Une ultime pierre d’achoppement a été l’organisation des élections — notamment des deux dernières élections présidentielles. Les résultats n’en ont toujours pas été publiés à ce jour. En dépit de nombreuses restrictions liées à des motifs techniques et de sécurité, ces élections ont bénéficié d’une préparation et d’une exécution proprement démocratiques. Et malgré les graves menaces qu’ont fait peser sur elles les talibans, de nombreux Afghans et Afghanes ont tenu à voter, risquant leur vie pour le faire. Mais les batailles politiques ont démarré dès avant la fin du décompte des voix, si bien que les votes exprimés au prix de si grands sacrifices n’ont jamais été entièrement décomptés. Washington, dont la patience n’est notoirement pas le fort, a fini par y mettre son grain de sel et désigné le nouveau président du pays en la personne d’Ashraf Ghani, un outsider, offrant parallèlement des strapontins à une opposition désignée.
Néolibéralisme et corruption
L’Occident dans l’ensemble s’est efforcé d’installer en Afghanistan un système compatible avec l’ordre néolibéral planétaire. Le pays, qui s’était profondément appauvri, ne devait en aucun cas flirter avec le socialisme, Kaboul deviendrait membre de l’OMC, le pays ouvrirait massivement ses frontières aux importations et aurait donc à résoudre les grandes questions de l’existence grâce à son secteur privé. Les patrons d’entreprise ont été soutenus, les syndicats ignorés. L’ex-président Ashraf Ghani est allé jusqu’à envoyer la police et l’armée pour s’emparer du siège de la confédération syndicale afghane.

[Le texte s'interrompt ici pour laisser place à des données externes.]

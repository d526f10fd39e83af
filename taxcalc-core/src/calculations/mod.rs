//! UK tax and payroll calculators.
//!
//! Every calculator borrows a [`RateSnapshot`] holding one tax year's rate
//! table and is otherwise stateless, so calls may run concurrently.

pub mod common;
pub mod corporation_tax;
pub mod error;
pub mod income_tax;
pub mod national_insurance;
pub mod payroll;
pub mod snapshot;
pub mod vat;
pub mod vat_threshold;

pub use corporation_tax::{CorporationTaxCalculator, CorporationTaxRegime, CorporationTaxResult};
pub use error::CalculationError;
pub use income_tax::{BandSlice, DEFAULT_TAPER_THRESHOLD, IncomeTaxCalculator, IncomeTaxResult};
pub use national_insurance::{
    NationalInsuranceCalculator, NationalInsuranceResult, PeriodThresholds,
};
pub use payroll::{PayrollEngine, calculate_pay};
pub use snapshot::RateSnapshot;
pub use vat::{VatBoxSet, VatEngine, VatReturn, VatReturnStatus, VatSummary};
pub use vat_threshold::{
    ThresholdFigure, ThresholdStatus, ThresholdTiers, ThresholdWarning, TurnoverFigure,
    VatThresholdMonitor, WarningLevel, rolling_turnover, rolling_window_start,
};
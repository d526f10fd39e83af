pub mod factory;
pub mod memory;
pub mod profiles;
pub mod repository;
pub mod transactions;

pub use factory::{DbConfig, RepositoryFactory, RepositoryRegistry};
pub use memory::{InMemoryRateRepository, MemoryRepositoryFactory};
pub use profiles::{EmployeeProfiles, InMemoryEmployeeProfiles};
pub use repository::{
    RateRepository, RepositoryError, validate_effective_dates, validate_new_rates,
    validate_rate_value,
};
pub use transactions::{InMemoryTransactionSource, TransactionSource};
use std::io::Read;
use std::path::PathBuf;

use async_trait::async_trait;
use chrono::NaiveDate;
use taxcalc_core::db::TransactionSource;
use taxcalc_core::{RepositoryError, VatTransaction};
use thiserror::Error;

#[derive(Debug, Error)]
pub enum TransactionCsvError {
    #[error("CSV parse error: {0}")]
    CsvParse(#[from] csv::Error),

    #[error("Failed to read '{path}': {source}")]
    Io {
        path: PathBuf,
        source: std::io::Error,
    },
}

/// Parse ledger transactions.
///
/// Columns: `date`, `type` (`income`/`expense`), `amount` (net pence),
/// `vatRate` (percent × 100) and an optional `supply`
/// (`domestic`/`eu_goods`).
pub fn parse_transactions<R: Read>(reader: R) -> Result<Vec<VatTransaction>, TransactionCsvError> {
    let mut csv_reader = csv::ReaderBuilder::new()
        .trim(csv::Trim::All)
        .from_reader(reader);
    let mut transactions = Vec::new();

    for result in csv_reader.deserialize() {
        transactions.push(result?);
    }

    Ok(transactions)
}

/// A ledger export on disk. The file is re-read on every query, so
/// appended transactions are picked up without a restart.
#[derive(Debug, Clone)]
pub struct CsvTransactionSource {
    path: PathBuf,
}

impl CsvTransactionSource {
    pub fn new(path: impl Into<PathBuf>) -> Self {
        Self { path: path.into() }
    }

    pub async fn read_all(&self) -> Result<Vec<VatTransaction>, TransactionCsvError> {
        let bytes = tokio::fs::read(&self.path)
            .await
            .map_err(|source| TransactionCsvError::Io {
                path: self.path.clone(),
                source,
            })?;
        parse_transactions(bytes.as_slice())
    }
}

#[async_trait]
impl TransactionSource for CsvTransactionSource {
    async fn transactions_between(
        &self,
        from: NaiveDate,
        to: NaiveDate,
    ) -> Result<Vec<VatTransaction>, RepositoryError> {
        let all = self
            .read_all()
            .await
            .map_err(|e| RepositoryError::Database(e.to_string()))?;
        tracing::debug!(path = %self.path.display(), rows = all.len(), "read ledger");

        Ok(all
            .into_iter()
            .filter(|t| t.date >= from && t.date <= to)
            .collect())
    }
}
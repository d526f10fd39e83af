use std::sync::Arc;

use chrono::NaiveDate;
use tracing::instrument;

use crate::calculations::{
    CalculationError, CorporationTaxCalculator, CorporationTaxResult, IncomeTaxCalculator,
    IncomeTaxResult, NationalInsuranceCalculator, NationalInsuranceResult, PayrollEngine,
    RateSnapshot, ThresholdStatus, ThresholdTiers, VatEngine, VatReturn, VatSummary,
    VatThresholdMonitor, rolling_turnover, rolling_window_start,
};
use crate::db::{EmployeeProfiles, RateRepository, TransactionSource};
use crate::models::{
    PayFrequency, PayrollCalculationResult, PayrollRequest, TaxYear, VatTransaction,
};
use crate::tax_years::TaxYearManager;

/// Single entry point over the rate store, the external feeds and every
/// calculator.
pub struct TaxEngine {
    rates: Arc<dyn RateRepository>,
    transactions: Arc<dyn TransactionSource>,
    years: TaxYearManager,
    payroll: PayrollEngine,
    tiers: ThresholdTiers,
}

impl TaxEngine {
    pub fn new(
        rates: Arc<dyn RateRepository>,
        profiles: Arc<dyn EmployeeProfiles>,
        transactions: Arc<dyn TransactionSource>,
        tiers: ThresholdTiers,
    ) -> Self {
        Self {
            years: TaxYearManager::new(Arc::clone(&rates)),
            payroll: PayrollEngine::new(Arc::clone(&rates), profiles),
            rates,
            transactions,
            tiers,
        }
    }

    pub fn rates(&self) -> &dyn RateRepository {
        self.rates.as_ref()
    }

    pub fn years(&self) -> &TaxYearManager {
        &self.years
    }

    pub fn tiers(&self) -> ThresholdTiers {
        self.tiers
    }

    #[instrument(skip(self))]
    pub async fn income_tax(
        &self,
        income: i64,
        tax_year: TaxYear,
    ) -> Result<IncomeTaxResult, CalculationError> {
        let snapshot = self.snapshot(tax_year).await?;
        IncomeTaxCalculator::new(&snapshot).calculate(income)
    }

    #[instrument(skip(self))]
    pub async fn national_insurance(
        &self,
        pay: i64,
        frequency: PayFrequency,
        tax_year: TaxYear,
    ) -> Result<NationalInsuranceResult, CalculationError> {
        let snapshot = self.snapshot(tax_year).await?;
        NationalInsuranceCalculator::new(&snapshot).calculate(pay, frequency)
    }

    #[instrument(skip(self))]
    pub async fn corporation_tax(
        &self,
        profit: i64,
        associated_companies: u32,
        tax_year: TaxYear,
    ) -> Result<CorporationTaxResult, CalculationError> {
        let snapshot = self.snapshot(tax_year).await?;
        CorporationTaxCalculator::new(&snapshot).calculate(profit, associated_companies)
    }

    pub async fn payroll(
        &self,
        request: &PayrollRequest,
    ) -> Result<PayrollCalculationResult, CalculationError> {
        self.payroll.calculate(request).await
    }

    /// A draft return over `transactions`, or over the ledger feed for the
    /// period when none are given.
    #[instrument(skip(self, transactions))]
    pub async fn vat_return(
        &self,
        start: NaiveDate,
        end: NaiveDate,
        transactions: Option<Vec<VatTransaction>>,
    ) -> Result<VatReturn, CalculationError> {
        if start > end {
            return Err(CalculationError::InvalidPeriod { start, end });
        }
        let transactions = match transactions {
            Some(transactions) => transactions,
            None => self.transactions.transactions_between(start, end).await?,
        };
        VatEngine::new(&transactions).create_return(start, end)
    }

    /// Threshold status for `tax_year`. `turnover` defaults to the rolling
    /// figure from the ledger feed as of `as_of`.
    #[instrument(skip(self))]
    pub async fn vat_threshold_status(
        &self,
        tax_year: TaxYear,
        as_of: NaiveDate,
        turnover: Option<i64>,
    ) -> Result<ThresholdStatus, CalculationError> {
        let snapshot = self.snapshot(tax_year).await?;
        let turnover = match turnover {
            Some(turnover) => turnover,
            None => {
                let window = self
                    .transactions
                    .transactions_between(rolling_window_start(as_of), as_of)
                    .await?;
                rolling_turnover(&window, as_of)?
            }
        };
        VatThresholdMonitor::new(&snapshot, self.tiers).status(turnover)
    }

    #[instrument(skip(self))]
    pub async fn vat_summary(
        &self,
        from: NaiveDate,
        to: NaiveDate,
    ) -> Result<VatSummary, CalculationError> {
        if from > to {
            return Err(CalculationError::InvalidPeriod {
                start: from,
                end: to,
            });
        }
        let transactions = self.transactions.transactions_between(from, to).await?;
        VatEngine::new(&transactions).summary()
    }

    async fn snapshot(&self, tax_year: TaxYear) -> Result<RateSnapshot, CalculationError> {
        RateSnapshot::load(self.rates.as_ref(), tax_year).await
    }
}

Mais par-dessus tout, les États-Unis n’ont manifesté aucun intérêt envers la situation politique intérieure du pays. Ils ont travaillé aux objectifs qu’ils s’étaient eux-mêmes définis, préférant systématiquement le chemin le plus court d’un point A à un point B. Ils ont réinstallé au pouvoir des élites pro-américaines revenues d’exil à la réputation désastreuse. Ils ont soudoyé et corrompu, magouillé avec les seigneurs de guerre, permis l’ascension parmi eux de nouvelles figures. Les agent·e·s de la CIA ont littéralement transporté des sacs en plastique bourrés de dollars pour les offrir aux individus prêts à coopérer. Les États-Unis ont ainsi assuré eux-mêmes le développement de la corruption, laquelle, qui plus est, a permis d’enrichir de multiples consultant·e·s côté occidental.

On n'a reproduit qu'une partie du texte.